KABUL – A coalition of 50 activists has issued a stern call to the British government, urging an investigation into the recent visit of a group of religious scholars to Afghanistan and meetings with the Taliban leaders. The activists are concerned that this delegation, with ties primarily to Pakistan and Arab countries, may be attempting to downplay the actions of the Taliban in the region.
The group, comprising human rights advocates, civil society representatives, university lecturers, and journalists, alleges that these scholars visited Kabul and may have attempted to “whitewash” the Taliban’s actions while overlooking the dire human rights situation in Afghanistan.
In an open letter, the activists expressed their concerns, stating, “On July 27, a contingent of religious scholars from the UK, primarily of Pakistani and Arab origin, traveled to Afghanistan with the support of Taliban authorities. They portrayed their mission as a truth-finding endeavor but appeared to be promoting the Taliban’s actions while downplaying their cruelty.”
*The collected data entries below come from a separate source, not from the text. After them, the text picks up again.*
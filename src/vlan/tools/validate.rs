//! Turns raw inventory rows into duplicate-free host sets.
//!
//! Two kinds of failure are distinguished. A malformed field (unparseable
//! MAC, hostname or IPv4) is handled according to the caller's
//! [`ValidationPolicy`]. An integrity violation (address outside the VLAN
//! network, duplicated MAC or IPv4) always aborts the VLAN.

use std::collections::HashSet;
use std::net::Ipv4Addr;
use std::str::FromStr;

use tracing::{debug, info, instrument, warn};

use crate::vlan::tools::error::{HostField, Result, ToolError};
use crate::vlan::tools::model::network::{Hostname, MacAddress, VlanId};
use crate::vlan::tools::model::{
    HostMetadata, RawHostRecord, ValidatedDhcpHost, ValidatedRadiusHost, ValidationPolicy,
    VlanIdentity,
};

/// Validates records for the lease file. Rows missing a hostname, MAC or
/// IPv4 are skipped silently; output keeps the input row order.
#[instrument(level = "info", skip_all, fields(vlan = %vlan.vlan_id, ?policy))]
pub fn generate_dhcp_config(
    records: &[RawHostRecord],
    vlan: &VlanIdentity,
    policy: ValidationPolicy,
) -> Result<Vec<ValidatedDhcpHost>> {
    let mut seen = Uniqueness::new(vlan);
    let mut hosts = Vec::new();

    for record in records {
        let hostname = record.hostname.trim().to_lowercase();
        let raw_mac = record.mac.trim();
        let raw_ipv4 = record.ipv4.trim();

        if hostname.is_empty() || raw_mac.is_empty() || raw_ipv4.is_empty() {
            debug!(%hostname, mac = raw_mac, ipv4 = raw_ipv4, "incomplete row skipped");
            continue;
        }

        let Ok(mac) = MacAddress::new(raw_mac) else {
            tolerate(policy, vlan.vlan_id, HostField::Mac, raw_mac)?;
            continue;
        };
        let Ok(hostname) = Hostname::new(hostname.as_str()) else {
            tolerate(policy, vlan.vlan_id, HostField::Hostname, &hostname)?;
            continue;
        };
        let Ok(ipv4) = Ipv4Addr::from_str(raw_ipv4) else {
            tolerate(policy, vlan.vlan_id, HostField::Ipv4, raw_ipv4)?;
            continue;
        };

        seen.check_network(hostname.as_str(), ipv4)?;
        seen.claim_mac(mac)?;
        seen.claim_ipv4(ipv4)?;

        hosts.push(ValidatedDhcpHost {
            hostname,
            mac,
            ipv4,
            metadata: HostMetadata {
                comment: record.note.trim().to_string(),
                os: record.os.trim().to_string(),
                responsible: record.responsible.trim().to_string(),
                room: record.room.trim().to_string(),
                description: record.description.trim().to_string(),
            },
        });
    }

    info!(
        host_count = hosts.len(),
        row_count = records.len(),
        "validated DHCP hosts"
    );
    Ok(hosts)
}

/// Validates records for the authentication store. Rows without a MAC are
/// not RADIUS-eligible and are skipped; the IPv4 column is optional.
#[instrument(level = "info", skip_all, fields(vlan = %vlan.vlan_id, ?policy))]
pub fn generate_radius_config(
    records: &[RawHostRecord],
    vlan: &VlanIdentity,
    policy: ValidationPolicy,
) -> Result<Vec<ValidatedRadiusHost>> {
    let mut seen = Uniqueness::new(vlan);
    let mut hosts = Vec::new();

    for record in records {
        let raw_mac = record.mac.trim();
        let raw_ipv4 = record.ipv4.trim();

        if raw_mac.is_empty() {
            continue;
        }

        let Ok(mac) = MacAddress::new(raw_mac) else {
            tolerate(policy, vlan.vlan_id, HostField::Mac, raw_mac)?;
            continue;
        };

        let ipv4 = if raw_ipv4.is_empty() {
            None
        } else {
            let Ok(ipv4) = Ipv4Addr::from_str(raw_ipv4) else {
                tolerate(policy, vlan.vlan_id, HostField::Ipv4, raw_ipv4)?;
                continue;
            };
            seen.check_network(&mac.to_string(), ipv4)?;
            Some(ipv4)
        };

        seen.claim_mac(mac)?;
        if let Some(ipv4) = ipv4 {
            seen.claim_ipv4(ipv4)?;
        }

        hosts.push(ValidatedRadiusHost { mac, ipv4 });
    }

    info!(
        host_count = hosts.len(),
        row_count = records.len(),
        "validated RADIUS hosts"
    );
    Ok(hosts)
}

fn tolerate(policy: ValidationPolicy, vlan: VlanId, field: HostField, value: &str) -> Result<()> {
    match policy {
        ValidationPolicy::Strict => Err(ToolError::MalformedField {
            vlan,
            field,
            value: value.to_string(),
        }),
        ValidationPolicy::LenientSkip => {
            warn!(%vlan, %field, value, "malformed field, skipping record");
            Ok(())
        }
    }
}

/// Addresses claimed so far by one validation call.
struct Uniqueness<'a> {
    vlan: &'a VlanIdentity,
    macs: HashSet<MacAddress>,
    ipv4s: HashSet<Ipv4Addr>,
}

impl<'a> Uniqueness<'a> {
    fn new(vlan: &'a VlanIdentity) -> Self {
        Self {
            vlan,
            macs: HashSet::new(),
            ipv4s: HashSet::new(),
        }
    }

    fn check_network(&self, host: &str, ipv4: Ipv4Addr) -> Result<()> {
        if self.vlan.cidr_network.contains(ipv4) {
            Ok(())
        } else {
            Err(ToolError::OutsideNetwork {
                vlan: self.vlan.vlan_id,
                host: host.to_string(),
                ipv4,
                network: self.vlan.cidr_network,
            })
        }
    }

    fn claim_mac(&mut self, mac: MacAddress) -> Result<()> {
        if self.macs.insert(mac) {
            Ok(())
        } else {
            Err(ToolError::DuplicateMac {
                vlan: self.vlan.vlan_id,
                mac,
            })
        }
    }

    fn claim_ipv4(&mut self, ipv4: Ipv4Addr) -> Result<()> {
        if self.ipv4s.insert(ipv4) {
            Ok(())
        } else {
            Err(ToolError::DuplicateIpv4 {
                vlan: self.vlan.vlan_id,
                ipv4,
            })
        }
    }
}
pub mod dhcpd;
pub mod sheet_read;
pub mod sheet_write;
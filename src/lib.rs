//! Core library for the vlan-tools command line application.
//!
//! The library turns per-VLAN host inventories into static DHCP lease files
//! and keeps a FreeRADIUS SQL store in step with them. Inventory parsing
//! lives in [`vlan::tools::validate`], file adapters under [`vlan::tools::io`],
//! the authentication store capability in [`vlan::tools::store`], the
//! membership diff in [`vlan::tools::reconcile`], and the per-VLAN driver in
//! [`vlan::tools::batch`].

pub mod vlan;

pub use vlan::tools::{
    Result, ToolError, accounting, batch, config, error, io, model, reconcile, store, validate,
};
pub mod tools;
Simultaneously, women’s rights activists have called for international solidarity with Afghan women and girls. Mariam Malrof Arwin, a prominent women’s rights advocate, emphasized the importance of countries like Britain and the international community taking a firm stance against such actions to uphold human rights, especially those of women and girls in Afghanistan.
The activists’ letter also underscores the need for British authorities to scrutinize such visits to Afghanistan. They argue that the human rights situation in the country has significantly deteriorated since the Taliban’s resurgence, with Afghan women and girls experiencing gender-based discrimination reminiscent of apartheid.
Inside Afghanistan, female university students, who have been denied their right to education by the Taliban, are expressing their frustration and hopelessness. Nargis, a student, lamented, “The hopes and dreams that Afghan women and girls had are being crushed; they are losing their motivation and falling into depression.”
This development comes in the wake of reports that a delegation of British religious scholars visited Kabul in July and engaged with various Taliban government bodies to assess the situation in Afghanistan. The delegation reportedly held meetings with key figures within the Taliban, including members of the foreign ministry, vice and virtue ministry, justice ministry, and higher education ministry.
The activists are now waiting for a response from the British government as they seek further clarity on the objectives of the scholars’ visit and potential consequences for the human rights situation in Afghanistan.